Guilherme Boulos (PSOL), Ricardo Salles (PL) e Tabata Amaral (PSB) têm o mandato como trunfo —tanto para exposição quanto para ações que podem servir à eventual campanha. Eles conquistaram, respectivamente, a primeira, a quarta e a sexta maior votação entre os candidatos no estado.
O retrato que saiu das urnas da capital paulista em 2022 dá indícios do perfil do eleitorado e dos desafios do trio para 2024. Dados levantados pela reportagem de Joelmir Tavares, Daniel Mariani e Nicholas Pretto, da Folha, mostram que os votos de Boulos foram mais distribuídos no território, Salles teve picos em regiões nobres e a densidade de Tabata foi maior em áreas ricas.
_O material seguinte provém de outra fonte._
// SPDX-License-Identifier: BUSL-1.1
// Copyright (c) 2026 Alfred Jean LLC

//! The system root: one per process.
//!
//! Owns a keep-running ticker (so the runtime stays alive while all
//! endpoints are idle), the restartable hierarchy wrapper, and the
//! signal registrations. The run loop races reload requests against
//! the stop request: reload rebuilds from re-read configuration (a
//! failure leaves the old tree serving), stop tears everything down
//! and unregisters the signal handlers.

use crate::component::{
    Component, ComponentError, ComponentHandle, ControlContext,
};
use crate::restart::{HierarchyBuilder, HierarchyWrapper};
use crate::signals::ProcessHost;
use crate::threadlet::Threadlet;
use async_trait::async_trait;
use serde_json::json;
use std::sync::Arc;
use std::time::Duration;
use sy_core::{ComponentName, TagLogger};
use thiserror::Error;
use tokio_util::sync::CancellationToken;

/// Errors escaping [`SystemRoot::run`]; all mean a failed start.
#[derive(Debug, Error)]
pub enum SystemError {
    #[error(transparent)]
    Component(#[from] ComponentError),

    #[error("cannot install signal handlers: {0}")]
    Signals(#[from] std::io::Error),

    #[error("invalid system component name: {0}")]
    BadName(String),
}

/// Ticker that keeps the process alive while everything is idle.
struct KeepRunning {
    threadlet: Threadlet,
}

#[async_trait]
impl Component for KeepRunning {
    async fn on_start(&self, _ctx: &ControlContext) -> Result<(), ComponentError> {
        self.threadlet
            .start(async {}, |access| async move {
                // One wakeup an hour; the point is the live task, not
                // the tick.
                while access
                    .race(tokio::time::sleep(Duration::from_secs(3600)))
                    .await
                    .is_some()
                {}
            })
            .await
            .map_err(|e| ComponentError::failed("keep-running", e))
    }

    async fn on_stop(
        &self,
        _ctx: &ControlContext,
        _will_reload: bool,
    ) -> Result<(), ComponentError> {
        self.threadlet.stop().await;
        Ok(())
    }
}

/// The root of the whole process.
pub struct SystemRoot {
    root: ComponentHandle,
    wrapper: Arc<HierarchyWrapper>,
    host: Arc<ProcessHost>,
    logger: TagLogger,
}

impl std::fmt::Debug for SystemRoot {
    fn fmt(&self, f: &mut std::fmt::Formatter<'_>) -> std::fmt::Result {
        f.debug_struct("SystemRoot").field("root", &self.root).finish()
    }
}

impl SystemRoot {
    /// Assemble the root tree: `system` → (`keep-running`,
    /// `hierarchy`).
    pub fn new(
        builder: HierarchyBuilder,
        host: Arc<ProcessHost>,
        logger: TagLogger,
    ) -> Result<Self, SystemError> {
        let name = |n: &str| {
            ComponentName::new(n).map_err(|_| SystemError::BadName(n.to_string()))
        };

        let root = ComponentHandle::new(name("system")?, Arc::new(SystemShell));
        root.set_logger(logger.clone());

        root.add_child(ComponentHandle::new(
            name("keep-running")?,
            Arc::new(KeepRunning { threadlet: Threadlet::new() }),
        ))?;

        let wrapper = Arc::new(HierarchyWrapper::new(builder, logger.sub("hierarchy")));
        root.add_child(ComponentHandle::new(name("hierarchy")?, Arc::clone(&wrapper) as Arc<dyn Component>))?;

        Ok(Self { root, wrapper, host, logger })
    }

    /// The root component, mostly for inspection in tests.
    pub fn root(&self) -> &ComponentHandle {
        &self.root
    }

    /// Start everything, serve until shutdown is requested, reloading
    /// on request along the way, then stop everything. Initial start
    /// errors propagate; reload errors are logged and swallowed.
    pub async fn run(&self) -> Result<(), SystemError> {
        let cancel = CancellationToken::new();
        let signal_task = self.host.install_signal_handlers(&cancel)?;

        if let Err(error) = self.root.start().await {
            cancel.cancel();
            let _ = signal_task.await;
            return Err(error.into());
        }
        self.logger.emit("running", json!({}));

        let mut reload_rx = self.host.reload_requests();
        let mut shutdown_rx = self.host.shutdown_requests();
        reload_rx.borrow_and_update();

        loop {
            tokio::select! {
                changed = reload_rx.changed() => {
                    if changed.is_err() {
                        break;
                    }
                    reload_rx.borrow_and_update();
                    self.reload().await;
                }
                changed = shutdown_rx.changed() => {
                    if changed.is_err() || *shutdown_rx.borrow_and_update() {
                        break;
                    }
                }
            }
        }

        self.logger.emit("shutdown", json!({}));
        self.root.stop(false).await;
        cancel.cancel();
        let _ = signal_task.await;
        Ok(())
    }

    /// One reload pass: build the replacement while the old tree
    /// serves; only a successful build swaps trees.
    async fn reload(&self) {
        self.logger.emit("reload-requested", json!({}));
        match self.wrapper.prepare_to_restart() {
            Ok(staged) => {
                if self.wrapper.restart(staged).await.is_ok() {
                    self.logger.emit("reload-complete", json!({}));
                }
            }
            Err(_) => {
                // Already logged as reload-failed by the wrapper; the
                // old hierarchy keeps serving.
            }
        }
    }
}

/// Root node implementation; the children do the work.
struct SystemShell;

#[async_trait]
impl Component for SystemShell {}

#[cfg(test)]
#[path = "system_tests.rs"]
mod tests;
Questões específicas da capital são frequentes nas agendas e nas redes sociais dos três parlamentares. Eles também disparam críticas à gestão Nunes, recorrem à Justiça contra medidas do prefeito e falam da cidade na tribuna do Congresso.
Boulos já usou o microfone para atacar Nunes por retirar barracas da população de rua. Na fala, o coordenador de movimentos de moradia se justificou por levar um assunto paulistano para a Câmara, dizendo que esse “não é um debate local” porque outras cidades no país têm quadro parecido.
O psolista também se pronunciou contra a privatização do aeroporto de Congonhas e lamentou que São Paulo mantenha aterros sanitários em detrimento de soluções mais modernas para o lixo.
Salles fez referência à “minha cidade de São Paulo” ao comentar a cracolândia e defender internações compulsórias. “É caso de lei e de ordem na cidade de São Paulo, que está precisando muito disso”, disse o ex-ministro do Meio Ambiente do governo Jair Bolsonaro (PL).
Tabata usou seu primeiro discurso do segundo mandato para se declarar “paulistana com muito orgulho” e salpicar menções à avenida Paulista e ao bairro da zona sul onde cresceu, a Vila Missionária, “onde a má política, como a compra de votos, ainda prevalece”, afirmou.
Levantando sua principal bandeira, a da educação, ela repercutiu no plenário o ataque a uma escola da zona oeste de São Paulo que matou uma professora e feriu outras cinco pessoas.
Tabata ainda intensificou a estratégia de acionar o sistema de Justiça contra medidas de Nunes, mecanismo também adotado por Boulos para fustigar o rival.
A pessebista entrou com ações contra um edital de publicidade de R$ 80 milhões aberto pela prefeitura e a contratação de serviços de comunicação por R$ 20 milhões a poucos meses da campanha eleitoral.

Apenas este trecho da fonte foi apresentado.